An enraged 10-foot long bull shark propelled itself at jet skier Rick Manning off the coast of Queensland, Australia.
The incident that happened on Saturday was caught on drone vision.
Rick Manning thought he spotted baitfish about 65 feet off the coast of N. Stradbroke Island and sent up a drone to investigate. What the drone recorded instead were five enormous sharks swimming in the water.
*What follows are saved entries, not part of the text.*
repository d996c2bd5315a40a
use std::fmt;

use uuid::Uuid;

use crate::domain::contact::models::ContactId;
use crate::domain::validation::ValidationErrors;

pub const MAX_STREET_LENGTH: usize = 200;
pub const MAX_REGION_LENGTH: usize = 100;
pub const MAX_POSTAL_CODE_LENGTH: usize = 10;

/// Address entity, owned by exactly one contact.
#[derive(Debug, Clone, PartialEq, Eq)]
pub struct Address {
    pub id: AddressId,
    pub contact_id: ContactId,
    pub street: Option<String>,
    pub city: Option<String>,
    pub province: Option<String>,
    pub country: String,
    pub postal_code: Option<String>,
}

impl Address {
    pub fn new(contact_id: ContactId, fields: AddressFields) -> Self {
        Self {
            id: AddressId::new(),
            contact_id,
            street: fields.street,
            city: fields.city,
            province: fields.province,
            country: fields.country,
            postal_code: fields.postal_code,
        }
    }

    pub fn apply(&mut self, fields: AddressFields) {
        self.street = fields.street;
        self.city = fields.city;
        self.province = fields.province;
        self.country = fields.country;
        self.postal_code = fields.postal_code;
    }
}

#[derive(Debug, Clone, PartialEq, Eq, Hash)]
pub struct AddressId(String);

impl AddressId {
    pub fn new() -> Self {
        Self(Uuid::new_v4().to_string())
    }

    pub fn from_string(id: impl Into<String>) -> Self {
        Self(id.into())
    }

    pub fn as_str(&self) -> &str {
        &self.0
    }
}

impl Default for AddressId {
    fn default() -> Self {
        Self::new()
    }
}

impl fmt::Display for AddressId {
    fn fmt(&self, f: &mut fmt::Formatter<'_>) -> fmt::Result {
        self.0.fmt(f)
    }
}

/// Validated mutable fields of an address.
#[derive(Debug, Clone, PartialEq, Eq)]
pub struct AddressFields {
    pub street: Option<String>,
    pub city: Option<String>,
    pub province: Option<String>,
    pub country: String,
    pub postal_code: Option<String>,
}

impl AddressFields {
    pub fn new(
        street: Option<String>,
        city: Option<String>,
        province: Option<String>,
        country: Option<String>,
        postal_code: Option<String>,
    ) -> Result<Self, ValidationErrors> {
        let mut errors = ValidationErrors::new();

        let street = errors.optional("street", street, MAX_STREET_LENGTH);
        let city = errors.optional("city", city, MAX_REGION_LENGTH);
        let province = errors.optional("province", province, MAX_REGION_LENGTH);
        let country = errors.required("country", country, MAX_REGION_LENGTH);
        let postal_code = errors.optional("postalCode", postal_code, MAX_POSTAL_CODE_LENGTH);

        errors.finish(Self {
            street,
            city,
            province,
            country,
            postal_code,
        })
    }
}

#[cfg(test)]
mod tests {
    use super::*;

    #[test]
    fn test_country_is_required() {
        let errors = AddressFields::new(
            Some("Jalan".to_string()),
            None,
            None,
            Some("   ".to_string()),
            None,
        )
        .unwrap_err();

        assert_eq!(errors.fields().len(), 1);
        assert!(errors.fields().contains_key("country"));
    }

    #[test]
    fn test_field_lengths() {
        let errors = AddressFields::new(
            Some("s".repeat(201)),
            Some("c".repeat(101)),
            Some("p".repeat(100)),
            Some("Indonesia".to_string()),
            Some("12345678901".to_string()),
        )
        .unwrap_err();

        let fields = errors.fields();
        assert!(fields.contains_key("street"));
        assert!(fields.contains_key("city"));
        assert!(!fields.contains_key("province"));
        assert!(fields.contains_key("postalCode"));
    }

    #[test]
    fn test_apply_replaces_everything() {
        let original = AddressFields::new(
            Some("Jalan".to_string()),
            Some("Jakarta".to_string()),
            Some("DKI".to_string()),
            Some("Indonesia".to_string()),
            Some("12345".to_string()),
        )
        .unwrap();
        let mut address = Address::new(ContactId::from_string("contact-1"), original);

        let replacement =
            AddressFields::new(None, None, None, Some("Japan".to_string()), None).unwrap();
        address.apply(replacement);

        assert_eq!(address.country, "Japan");
        assert_eq!(address.street, None);
        assert_eq!(address.postal_code, None);
        assert_eq!(address.contact_id.as_str(), "contact-1");
    }
}
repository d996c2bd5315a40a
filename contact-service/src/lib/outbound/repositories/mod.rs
pub mod address;
pub mod contact;
pub mod user;

pub use address::PostgresAddressRepository;
pub use contact::PostgresContactRepository;
pub use user::PostgresUserRepository;
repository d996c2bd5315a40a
pub mod repositories;
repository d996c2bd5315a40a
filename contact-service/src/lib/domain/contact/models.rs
use std::fmt;

use uuid::Uuid;

use crate::domain::user::models::Username;
use crate::domain::user::models::MAX_FIELD_LENGTH;
use crate::domain::validation::ValidationErrors;

/// Contact entity, owned by exactly one user.
#[derive(Debug, Clone, PartialEq, Eq)]
pub struct Contact {
    pub id: ContactId,
    pub owner: Username,
    pub first_name: String,
    pub last_name: Option<String>,
    pub email: Option<String>,
    pub phone: Option<String>,
}

impl Contact {
    /// Build a new contact for `owner` with a freshly generated id.
    pub fn new(owner: Username, fields: ContactFields) -> Self {
        let mut contact = Self {
            id: ContactId::new(),
            owner,
            first_name: String::new(),
            last_name: None,
            email: None,
            phone: None,
        };
        contact.apply(fields);
        contact
    }

    /// Replace every mutable field.
    pub fn apply(&mut self, fields: ContactFields) {
        self.first_name = fields.first_name;
        self.last_name = fields.last_name;
        self.email = fields.email;
        self.phone = fields.phone;
    }
}

/// Contact identifier.
///
/// Generated ids are UUID v4 strings, but any non-empty string taken from a
/// path is accepted for lookups.
#[derive(Debug, Clone, PartialEq, Eq, Hash)]
pub struct ContactId(String);

impl ContactId {
    pub fn new() -> Self {
        Self(Uuid::new_v4().to_string())
    }

    pub fn from_string(id: impl Into<String>) -> Self {
        Self(id.into())
    }

    pub fn as_str(&self) -> &str {
        &self.0
    }
}

impl Default for ContactId {
    fn default() -> Self {
        Self::new()
    }
}

impl fmt::Display for ContactId {
    fn fmt(&self, f: &mut fmt::Formatter<'_>) -> fmt::Result {
        self.0.fmt(f)
    }
}

/// Validated mutable fields of a contact, used for create and full update.
#[derive(Debug, Clone, PartialEq, Eq)]
pub struct ContactFields {
    pub first_name: String,
    pub last_name: Option<String>,
    pub email: Option<String>,
    pub phone: Option<String>,
}

impl ContactFields {
    pub fn new(
        first_name: Option<String>,
        last_name: Option<String>,
        email: Option<String>,
        phone: Option<String>,
    ) -> Result<Self, ValidationErrors> {
        let mut errors = ValidationErrors::new();

        let first_name = errors.required("firstName", first_name, MAX_FIELD_LENGTH);
        let last_name = errors.optional("lastName", last_name, MAX_FIELD_LENGTH);
        let email = errors.optional_email("email", email, MAX_FIELD_LENGTH);
        let phone = errors.optional("phone", phone, MAX_FIELD_LENGTH);

        errors.finish(Self {
            first_name,
            last_name,
            email,
            phone,
        })
    }
}

/// Filters and page window for contact search.
#[derive(Debug, Clone, PartialEq, Eq)]
pub struct ContactSearch {
    /// Substring matched against first or last name
    pub name: Option<String>,
    pub email: Option<String>,
    pub phone: Option<String>,
    /// Zero-based page index
    pub page: u32,
    pub size: u32,
}

impl ContactSearch {
    pub const DEFAULT_SIZE: u32 = 10;
    pub const MAX_SIZE: u32 = 100;

    pub fn new(
        name: Option<String>,
        email: Option<String>,
        phone: Option<String>,
        page: Option<u32>,
        size: Option<u32>,
    ) -> Result<Self, ValidationErrors> {
        let mut errors = ValidationErrors::new();

        let size = size.unwrap_or(Self::DEFAULT_SIZE);
        if size == 0 || size > Self::MAX_SIZE {
            errors.add(
                "size",
                format!("must be between 1 and {}", Self::MAX_SIZE),
            );
        }

        let blank_to_none = |value: Option<String>| value.filter(|v| !v.trim().is_empty());

        errors.finish(Self {
            name: blank_to_none(name),
            email: blank_to_none(email),
            phone: blank_to_none(phone),
            page: page.unwrap_or(0),
            size,
        })
    }

    /// Row offset of the first contact on the requested page.
    pub fn offset(&self) -> u64 {
        u64::from(self.page) * u64::from(self.size)
    }
}

/// One page of search results.
#[derive(Debug, Clone, PartialEq, Eq)]
pub struct ContactPage {
    pub contacts: Vec<Contact>,
    pub page: u32,
    pub size: u32,
    pub total_pages: u32,
}

impl ContactPage {
    pub fn new(contacts: Vec<Contact>, search: &ContactSearch, total: u64) -> Self {
        let size = u64::from(search.size.max(1));
        let total_pages = total.div_ceil(size);

        Self {
            contacts,
            page: search.page,
            size: search.size,
            total_pages: u32::try_from(total_pages).unwrap_or(u32::MAX),
        }
    }
}
use thiserror::Error;

use crate::domain::user::errors::UserError;
use crate::domain::validation::ValidationErrors;

/// Errors raised while logging in, logging out or resolving a token.
#[derive(Debug, Clone, Error)]
pub enum AuthError {
    #[error("Invalid input: {0}")]
    InvalidInput(#[from] ValidationErrors),

    /// Missing, unknown or expired token, or rejected credentials.
    #[error("{0}")]
    Unauthenticated(&'static str),

    #[error("Credential check failed: {0}")]
    Credentials(String),

    #[error("Database error: {0}")]
    DatabaseError(String),

    #[error("Unknown error: {0}")]
    Unknown(String),
}

impl AuthError {
    pub const UNAUTHORIZED: &'static str = "Unauthorized";
    pub const BAD_CREDENTIALS: &'static str = "Username or password wrong";
}

impl From<UserError> for AuthError {
    fn from(err: UserError) -> Self {
        match err {
            UserError::InvalidInput(errors) => AuthError::InvalidInput(errors),
            UserError::NotFound(_) => AuthError::Unauthenticated(Self::UNAUTHORIZED),
            UserError::Password(e) => AuthError::Credentials(e.to_string()),
            UserError::DatabaseError(msg) => AuthError::DatabaseError(msg),
            UserError::UsernameAlreadyExists(_) | UserError::Unknown(_) => {
                AuthError::Unknown(err.to_string())
            }
        }
    }
}
use geojson::{Feature, Geometry};
use mission_planner_model::codec;

fn main() {
    let args: Vec<String> = std::env::args().collect();
    if args.len() != 2 {
        println!("Pass in a plan.json file");
        std::process::exit(1);
    }
    let raw = std::fs::read_to_string(&args[1]).unwrap();
    let doc = codec::from_json(&raw).unwrap();
    let (mission, config) = codec::deserialize(&doc).unwrap();

    // Everything lands in one FeatureCollection, in live map coordinates
    // (x=lng, y=lat), for inspection in any GeoJSON viewer.
    let mut features = Vec::new();
    for route in mission.routes() {
        let coords = route
            .vertices()
            .iter()
            .map(|point| vec![point.lng, point.lat])
            .collect();
        let mut f = Feature::from(Geometry::from(geojson::Value::LineString(coords)));
        f.set_property("kind", "route");
        f.set_property("name", route.name.clone());
        f.set_property("speed", route.base_speed);
        f.set_property("speeds", route.leg_speeds().to_vec());
        let labels: Vec<String> = route
            .legs(config)
            .into_iter()
            .map(|leg| leg.label)
            .collect();
        f.set_property("legs", labels);
        features.push(f);
    }
    for marker in mission.markers() {
        let mut f = Feature::from(Geometry::from(geojson::Value::Point(vec![
            marker.position.lng,
            marker.position.lat,
        ])));
        f.set_property("kind", "marker");
        f.set_property("name", marker.name.clone());
        f.set_property("type", serde_json::to_value(marker.kind).unwrap());
        f.set_property("color", serde_json::to_value(marker.color).unwrap());
        f.set_property("notes", marker.notes.clone());
        features.push(f);
    }
    for front in mission.frontlines() {
        for (side, points) in [("a", &front.side_a), ("b", &front.side_b)] {
            let coords = points.iter().map(|point| vec![point.lng, point.lat]).collect();
            let mut f = Feature::from(Geometry::from(geojson::Value::LineString(coords)));
            f.set_property("kind", "frontline");
            f.set_property("side", side);
            features.push(f);
        }
    }

    println!(
        "{}: {} routes, {} markers, {} frontlines",
        config.full_name,
        mission.routes().len(),
        mission.markers().len(),
        mission.frontlines().len()
    );
    let gj = geojson::GeoJson::from(features.into_iter().collect::<geojson::FeatureCollection>());
    std::fs::write("debug.geojson", serde_json::to_string_pretty(&gj).unwrap()).unwrap();
}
Manning then got on his jetski and traveled to the area to get a closer look at the sharks.
After circling several times in the water around one of the bull sharks, the predator got enraged and headbutted Manning’s watercraft with its mouth open, almost taking out his leg in the process.
“He just turned around, and I thought, oh, here we go,” Manning told 7NEWS from Australia.
“Those videos where you see a shark feeding and the teeth come out of the gums, that’s exactly what I saw.
Drone footage, filmed by Manning, shows the moment when the shark threw itself at the jet ski.
Fortunately, Manning escaped the incident unscathed.
While the incident was terrifying, Manning said it would not prevent him from returning to his watercraft.
“He probably won’t get that close, keep a little more distance between us,” he said.
The number of shark attacks has exploded worldwide, with nearly 800 people mutilated in nine years.
The United States has surpassed Australia in the number of attacks, with Cape Cod, Massachusetts, now considered the shark capital of the world.
According to data published by the International Shark Attack File, 791 shark attacks have been reported between 2010 and 2019.
Nine people were killed in some 60 shark attacks worldwide in 2020, the highest number since 2013.
Scientists have suggested that modifying hunting grounds, climate, increased stays, overfishing, and even “chance” may have played a role in the increase.
The total number of attacks appears to be trending, with the International Shark Attack File (ISAF) reporting 64 attacks in 2019.